Девушка лежала на кровати в дальней, третьей, комнате и, казалось, спала. Но едва Влад отодвинул заменяющую дверь китайскую бамбуковую штору и перешагнул порог, она открыла глаза, повернула к нему миловидное лицо и некоторое время смотрела на него изучающе, а потом вдруг… улыбнулась, и причем улыбнулась так, как можно улыбаться только хорошо знакомому, если не сказать – близкому человеку. У Влада по спине непроизвольно пробежал холодок.

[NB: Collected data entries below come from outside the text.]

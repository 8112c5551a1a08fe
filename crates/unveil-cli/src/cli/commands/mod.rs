//! CLI command handlers.

pub mod config;
pub mod lines;
pub mod print;
pub mod read;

На первый взгляд Юлии можно было дать двадцать три-двадцать пять лет. Но что-то неуловимое в ее облике подсказывало Владу, что на самом деле она несколько старше. Видимо, ее внутренний, абсолютно лишенный потрясений, ровный и совсем не похожий на суровую действительность сюрреалистический мир, в котором она пребывала с момента рождения, защитил ее нервную систему от сказывающихся на внешнем виде любой женщины стрессов. А заботливый уход и любовь родителей не дали завянуть почти невесомому на вид, но каким-то чудом не утратившему сексуальной привлекательности телу.